• _Source data_
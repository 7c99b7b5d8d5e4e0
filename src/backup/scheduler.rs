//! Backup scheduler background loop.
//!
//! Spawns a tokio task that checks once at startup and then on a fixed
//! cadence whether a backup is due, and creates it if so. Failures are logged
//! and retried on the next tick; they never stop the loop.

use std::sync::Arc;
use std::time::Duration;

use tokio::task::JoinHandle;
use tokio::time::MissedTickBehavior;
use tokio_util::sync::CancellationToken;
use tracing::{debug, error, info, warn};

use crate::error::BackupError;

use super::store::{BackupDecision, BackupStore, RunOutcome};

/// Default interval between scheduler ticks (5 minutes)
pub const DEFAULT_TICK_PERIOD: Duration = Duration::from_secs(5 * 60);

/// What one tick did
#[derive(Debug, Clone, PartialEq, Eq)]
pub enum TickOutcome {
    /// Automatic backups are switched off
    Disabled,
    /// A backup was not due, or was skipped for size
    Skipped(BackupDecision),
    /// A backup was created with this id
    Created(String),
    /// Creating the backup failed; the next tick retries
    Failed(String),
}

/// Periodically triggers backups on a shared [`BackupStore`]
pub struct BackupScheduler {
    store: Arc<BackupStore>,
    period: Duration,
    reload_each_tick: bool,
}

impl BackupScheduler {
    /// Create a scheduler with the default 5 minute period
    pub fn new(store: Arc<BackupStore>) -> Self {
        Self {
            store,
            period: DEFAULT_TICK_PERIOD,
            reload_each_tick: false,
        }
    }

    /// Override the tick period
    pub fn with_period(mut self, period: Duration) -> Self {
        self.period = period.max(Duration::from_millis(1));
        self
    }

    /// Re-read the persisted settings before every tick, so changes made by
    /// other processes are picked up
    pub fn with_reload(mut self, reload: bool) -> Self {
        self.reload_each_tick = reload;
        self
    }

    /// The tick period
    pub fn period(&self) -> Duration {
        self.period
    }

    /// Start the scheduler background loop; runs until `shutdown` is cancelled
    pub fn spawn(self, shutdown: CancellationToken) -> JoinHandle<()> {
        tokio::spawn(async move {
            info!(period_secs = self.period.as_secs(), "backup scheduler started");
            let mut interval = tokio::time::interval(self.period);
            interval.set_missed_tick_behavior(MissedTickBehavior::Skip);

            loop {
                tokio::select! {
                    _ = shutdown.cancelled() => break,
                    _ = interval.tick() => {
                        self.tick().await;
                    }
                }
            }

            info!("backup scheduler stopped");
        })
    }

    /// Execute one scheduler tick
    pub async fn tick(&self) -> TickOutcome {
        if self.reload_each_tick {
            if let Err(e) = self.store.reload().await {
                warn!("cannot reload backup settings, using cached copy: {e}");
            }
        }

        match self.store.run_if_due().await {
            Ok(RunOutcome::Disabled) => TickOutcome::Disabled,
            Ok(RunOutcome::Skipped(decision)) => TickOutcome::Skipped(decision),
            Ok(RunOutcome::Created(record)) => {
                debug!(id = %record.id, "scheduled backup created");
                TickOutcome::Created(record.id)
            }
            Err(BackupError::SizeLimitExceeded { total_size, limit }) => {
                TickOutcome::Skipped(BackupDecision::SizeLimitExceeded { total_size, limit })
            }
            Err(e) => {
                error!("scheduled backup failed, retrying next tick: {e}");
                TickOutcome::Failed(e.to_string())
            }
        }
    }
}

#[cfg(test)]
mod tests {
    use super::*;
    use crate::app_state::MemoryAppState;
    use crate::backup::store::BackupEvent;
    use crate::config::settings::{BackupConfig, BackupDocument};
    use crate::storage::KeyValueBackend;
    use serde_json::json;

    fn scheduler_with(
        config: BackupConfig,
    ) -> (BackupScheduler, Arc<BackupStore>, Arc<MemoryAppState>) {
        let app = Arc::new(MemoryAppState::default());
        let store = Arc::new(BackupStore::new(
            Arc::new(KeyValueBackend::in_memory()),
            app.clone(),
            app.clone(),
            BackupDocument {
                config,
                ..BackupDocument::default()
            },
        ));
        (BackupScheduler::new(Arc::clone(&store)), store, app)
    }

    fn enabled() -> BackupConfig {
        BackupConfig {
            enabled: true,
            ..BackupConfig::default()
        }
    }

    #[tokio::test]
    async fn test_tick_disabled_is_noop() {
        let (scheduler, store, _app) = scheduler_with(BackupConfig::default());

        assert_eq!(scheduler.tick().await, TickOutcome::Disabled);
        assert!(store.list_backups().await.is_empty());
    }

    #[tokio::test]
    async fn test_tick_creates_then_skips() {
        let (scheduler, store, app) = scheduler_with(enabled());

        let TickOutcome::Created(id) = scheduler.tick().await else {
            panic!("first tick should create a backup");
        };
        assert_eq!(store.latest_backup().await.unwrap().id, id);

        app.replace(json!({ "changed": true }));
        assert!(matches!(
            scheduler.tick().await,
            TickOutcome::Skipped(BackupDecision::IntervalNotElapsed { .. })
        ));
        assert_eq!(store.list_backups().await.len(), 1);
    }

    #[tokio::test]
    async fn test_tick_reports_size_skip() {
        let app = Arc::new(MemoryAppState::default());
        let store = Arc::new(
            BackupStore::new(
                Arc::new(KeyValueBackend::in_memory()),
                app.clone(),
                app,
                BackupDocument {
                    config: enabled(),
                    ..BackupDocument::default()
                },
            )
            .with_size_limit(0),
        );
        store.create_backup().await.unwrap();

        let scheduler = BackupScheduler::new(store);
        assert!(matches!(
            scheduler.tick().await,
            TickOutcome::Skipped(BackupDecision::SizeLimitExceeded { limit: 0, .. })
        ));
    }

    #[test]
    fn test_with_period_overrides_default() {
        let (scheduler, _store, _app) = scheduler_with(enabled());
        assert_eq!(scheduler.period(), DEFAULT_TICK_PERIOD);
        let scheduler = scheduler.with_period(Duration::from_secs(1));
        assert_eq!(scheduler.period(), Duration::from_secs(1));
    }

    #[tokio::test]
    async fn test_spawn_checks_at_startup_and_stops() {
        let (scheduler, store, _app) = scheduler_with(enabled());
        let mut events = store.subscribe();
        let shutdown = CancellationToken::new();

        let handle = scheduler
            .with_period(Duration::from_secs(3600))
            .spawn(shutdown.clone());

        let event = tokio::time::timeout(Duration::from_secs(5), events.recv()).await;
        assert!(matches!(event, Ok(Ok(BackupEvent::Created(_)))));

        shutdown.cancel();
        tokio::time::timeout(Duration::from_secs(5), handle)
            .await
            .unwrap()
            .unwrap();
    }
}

---

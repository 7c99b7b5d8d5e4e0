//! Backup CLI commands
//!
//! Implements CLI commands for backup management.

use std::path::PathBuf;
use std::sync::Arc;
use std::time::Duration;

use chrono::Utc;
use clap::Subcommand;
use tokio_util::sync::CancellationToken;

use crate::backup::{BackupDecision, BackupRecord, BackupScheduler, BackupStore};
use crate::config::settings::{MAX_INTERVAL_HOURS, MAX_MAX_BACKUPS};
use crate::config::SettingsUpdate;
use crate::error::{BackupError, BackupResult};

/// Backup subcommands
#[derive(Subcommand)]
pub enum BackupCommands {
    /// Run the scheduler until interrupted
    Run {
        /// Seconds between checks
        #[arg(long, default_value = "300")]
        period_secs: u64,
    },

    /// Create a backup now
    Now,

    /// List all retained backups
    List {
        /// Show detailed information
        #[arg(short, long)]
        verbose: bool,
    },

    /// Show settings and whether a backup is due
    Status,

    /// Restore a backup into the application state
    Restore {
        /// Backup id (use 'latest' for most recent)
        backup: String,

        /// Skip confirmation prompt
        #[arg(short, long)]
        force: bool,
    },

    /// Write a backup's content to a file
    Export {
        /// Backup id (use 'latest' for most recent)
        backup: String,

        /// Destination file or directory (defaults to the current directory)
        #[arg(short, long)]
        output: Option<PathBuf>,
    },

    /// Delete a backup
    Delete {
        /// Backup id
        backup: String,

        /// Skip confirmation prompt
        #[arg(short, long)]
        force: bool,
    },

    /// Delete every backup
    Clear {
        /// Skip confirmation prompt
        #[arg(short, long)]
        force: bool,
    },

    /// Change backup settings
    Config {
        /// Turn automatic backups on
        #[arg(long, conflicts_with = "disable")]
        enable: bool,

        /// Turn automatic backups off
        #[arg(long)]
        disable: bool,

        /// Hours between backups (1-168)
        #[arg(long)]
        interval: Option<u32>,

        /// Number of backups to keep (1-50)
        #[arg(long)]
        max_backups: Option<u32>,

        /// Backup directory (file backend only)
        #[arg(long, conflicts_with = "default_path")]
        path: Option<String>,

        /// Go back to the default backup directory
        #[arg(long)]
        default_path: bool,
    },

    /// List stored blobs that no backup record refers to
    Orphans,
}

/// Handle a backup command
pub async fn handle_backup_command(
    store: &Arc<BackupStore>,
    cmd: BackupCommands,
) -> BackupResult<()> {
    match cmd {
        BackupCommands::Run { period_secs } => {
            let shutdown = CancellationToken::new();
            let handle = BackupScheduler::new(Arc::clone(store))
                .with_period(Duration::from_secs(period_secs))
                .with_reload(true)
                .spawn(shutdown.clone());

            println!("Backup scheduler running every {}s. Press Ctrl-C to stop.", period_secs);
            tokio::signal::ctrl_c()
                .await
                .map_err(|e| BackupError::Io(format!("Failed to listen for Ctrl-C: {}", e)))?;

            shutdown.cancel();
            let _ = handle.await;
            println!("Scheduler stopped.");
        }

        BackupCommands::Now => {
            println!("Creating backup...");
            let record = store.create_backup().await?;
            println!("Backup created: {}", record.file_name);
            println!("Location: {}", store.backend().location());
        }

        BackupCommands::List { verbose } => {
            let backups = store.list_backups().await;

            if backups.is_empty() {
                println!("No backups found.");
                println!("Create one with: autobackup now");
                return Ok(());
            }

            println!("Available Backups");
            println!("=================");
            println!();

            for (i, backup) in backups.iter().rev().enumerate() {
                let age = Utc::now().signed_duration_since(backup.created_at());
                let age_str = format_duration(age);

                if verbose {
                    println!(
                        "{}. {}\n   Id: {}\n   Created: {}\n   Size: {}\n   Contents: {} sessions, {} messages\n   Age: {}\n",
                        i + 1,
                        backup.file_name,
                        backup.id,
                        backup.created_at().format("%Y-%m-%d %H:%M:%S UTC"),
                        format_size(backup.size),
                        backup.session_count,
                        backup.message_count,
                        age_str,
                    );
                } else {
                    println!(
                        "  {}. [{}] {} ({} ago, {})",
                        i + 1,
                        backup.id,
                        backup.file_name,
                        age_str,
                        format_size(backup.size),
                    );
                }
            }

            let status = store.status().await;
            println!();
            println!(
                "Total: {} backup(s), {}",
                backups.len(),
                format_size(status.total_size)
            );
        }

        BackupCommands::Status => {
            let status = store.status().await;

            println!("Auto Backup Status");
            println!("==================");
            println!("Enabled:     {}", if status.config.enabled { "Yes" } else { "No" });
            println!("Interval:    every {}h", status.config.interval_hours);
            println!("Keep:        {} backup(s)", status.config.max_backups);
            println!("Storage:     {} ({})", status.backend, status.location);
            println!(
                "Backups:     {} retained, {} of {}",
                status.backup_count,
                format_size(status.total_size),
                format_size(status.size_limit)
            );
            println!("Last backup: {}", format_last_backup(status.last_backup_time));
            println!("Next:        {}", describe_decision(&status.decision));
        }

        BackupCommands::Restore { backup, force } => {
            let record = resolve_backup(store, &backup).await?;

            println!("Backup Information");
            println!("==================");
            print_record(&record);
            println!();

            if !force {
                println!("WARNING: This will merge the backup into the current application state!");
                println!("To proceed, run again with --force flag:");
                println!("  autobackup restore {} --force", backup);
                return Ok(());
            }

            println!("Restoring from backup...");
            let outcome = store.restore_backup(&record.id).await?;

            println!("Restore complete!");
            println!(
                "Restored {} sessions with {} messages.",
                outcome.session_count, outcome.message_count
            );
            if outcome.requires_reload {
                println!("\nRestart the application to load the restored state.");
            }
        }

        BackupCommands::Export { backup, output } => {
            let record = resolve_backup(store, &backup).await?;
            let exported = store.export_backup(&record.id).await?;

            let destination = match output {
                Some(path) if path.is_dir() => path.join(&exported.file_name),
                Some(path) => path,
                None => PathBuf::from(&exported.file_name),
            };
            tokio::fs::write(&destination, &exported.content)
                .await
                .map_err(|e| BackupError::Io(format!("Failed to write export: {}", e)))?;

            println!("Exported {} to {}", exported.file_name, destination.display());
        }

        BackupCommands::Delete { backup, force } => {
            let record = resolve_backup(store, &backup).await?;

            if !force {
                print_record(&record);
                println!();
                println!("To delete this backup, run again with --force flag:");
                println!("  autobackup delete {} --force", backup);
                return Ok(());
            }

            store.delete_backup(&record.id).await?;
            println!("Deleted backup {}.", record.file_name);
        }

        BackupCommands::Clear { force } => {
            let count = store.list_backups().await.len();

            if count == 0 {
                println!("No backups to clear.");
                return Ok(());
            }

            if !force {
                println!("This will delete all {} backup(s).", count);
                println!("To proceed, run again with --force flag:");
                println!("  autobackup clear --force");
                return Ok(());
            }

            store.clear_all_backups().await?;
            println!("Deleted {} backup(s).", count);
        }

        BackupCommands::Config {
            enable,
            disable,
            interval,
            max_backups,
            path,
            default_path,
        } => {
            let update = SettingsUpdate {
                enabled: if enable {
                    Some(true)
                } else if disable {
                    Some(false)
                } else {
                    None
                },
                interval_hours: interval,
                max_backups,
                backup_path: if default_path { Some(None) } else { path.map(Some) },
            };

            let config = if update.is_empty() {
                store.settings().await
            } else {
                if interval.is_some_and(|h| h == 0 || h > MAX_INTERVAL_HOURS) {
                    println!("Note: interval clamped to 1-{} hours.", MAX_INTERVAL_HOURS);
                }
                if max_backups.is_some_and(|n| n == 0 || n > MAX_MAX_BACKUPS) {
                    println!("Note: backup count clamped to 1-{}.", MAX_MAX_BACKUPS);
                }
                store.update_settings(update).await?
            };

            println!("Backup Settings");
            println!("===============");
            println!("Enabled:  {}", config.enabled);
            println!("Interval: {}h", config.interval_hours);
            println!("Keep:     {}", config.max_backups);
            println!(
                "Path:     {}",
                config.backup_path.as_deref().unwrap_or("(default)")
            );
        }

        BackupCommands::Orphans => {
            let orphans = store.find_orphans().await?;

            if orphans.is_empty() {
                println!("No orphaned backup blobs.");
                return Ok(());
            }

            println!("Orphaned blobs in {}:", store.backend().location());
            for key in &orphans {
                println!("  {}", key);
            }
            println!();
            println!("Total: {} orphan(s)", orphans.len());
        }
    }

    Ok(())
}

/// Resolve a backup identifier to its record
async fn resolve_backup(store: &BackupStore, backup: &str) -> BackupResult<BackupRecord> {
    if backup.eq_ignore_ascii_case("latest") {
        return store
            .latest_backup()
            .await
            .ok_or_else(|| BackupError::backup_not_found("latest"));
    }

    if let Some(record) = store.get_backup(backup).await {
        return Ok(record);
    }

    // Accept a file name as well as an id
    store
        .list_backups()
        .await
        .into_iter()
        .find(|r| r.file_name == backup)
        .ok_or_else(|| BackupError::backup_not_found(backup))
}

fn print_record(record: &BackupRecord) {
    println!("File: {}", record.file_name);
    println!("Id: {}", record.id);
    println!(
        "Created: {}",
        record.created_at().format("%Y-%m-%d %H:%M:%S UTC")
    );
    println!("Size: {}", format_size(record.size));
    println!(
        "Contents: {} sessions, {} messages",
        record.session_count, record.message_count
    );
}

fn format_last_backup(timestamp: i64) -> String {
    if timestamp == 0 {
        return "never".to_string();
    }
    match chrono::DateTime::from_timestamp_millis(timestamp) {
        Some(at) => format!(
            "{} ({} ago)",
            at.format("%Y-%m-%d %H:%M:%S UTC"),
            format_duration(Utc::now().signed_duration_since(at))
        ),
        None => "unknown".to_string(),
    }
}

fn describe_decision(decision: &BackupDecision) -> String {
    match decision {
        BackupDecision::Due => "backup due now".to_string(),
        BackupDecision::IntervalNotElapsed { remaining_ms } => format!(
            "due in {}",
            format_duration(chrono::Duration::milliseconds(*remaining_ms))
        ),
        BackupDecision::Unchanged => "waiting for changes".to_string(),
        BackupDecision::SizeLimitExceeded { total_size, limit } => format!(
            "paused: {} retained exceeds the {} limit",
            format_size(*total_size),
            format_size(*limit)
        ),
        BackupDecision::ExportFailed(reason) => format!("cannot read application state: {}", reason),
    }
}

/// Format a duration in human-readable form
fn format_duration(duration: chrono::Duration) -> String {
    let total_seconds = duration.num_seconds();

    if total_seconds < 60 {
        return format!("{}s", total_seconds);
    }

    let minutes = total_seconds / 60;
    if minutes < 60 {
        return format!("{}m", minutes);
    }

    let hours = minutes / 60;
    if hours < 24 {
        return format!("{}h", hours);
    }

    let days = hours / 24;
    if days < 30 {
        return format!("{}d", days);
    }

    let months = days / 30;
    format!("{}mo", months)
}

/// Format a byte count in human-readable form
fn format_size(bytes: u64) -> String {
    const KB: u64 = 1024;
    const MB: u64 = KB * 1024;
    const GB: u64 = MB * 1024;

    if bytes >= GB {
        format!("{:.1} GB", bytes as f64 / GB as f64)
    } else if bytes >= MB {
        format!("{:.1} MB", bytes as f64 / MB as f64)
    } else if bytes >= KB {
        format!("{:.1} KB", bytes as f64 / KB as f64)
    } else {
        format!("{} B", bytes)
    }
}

• _What you will do_
The answer must be a single number: how many lines of the entries contain "Option".

• _Expected answer_
4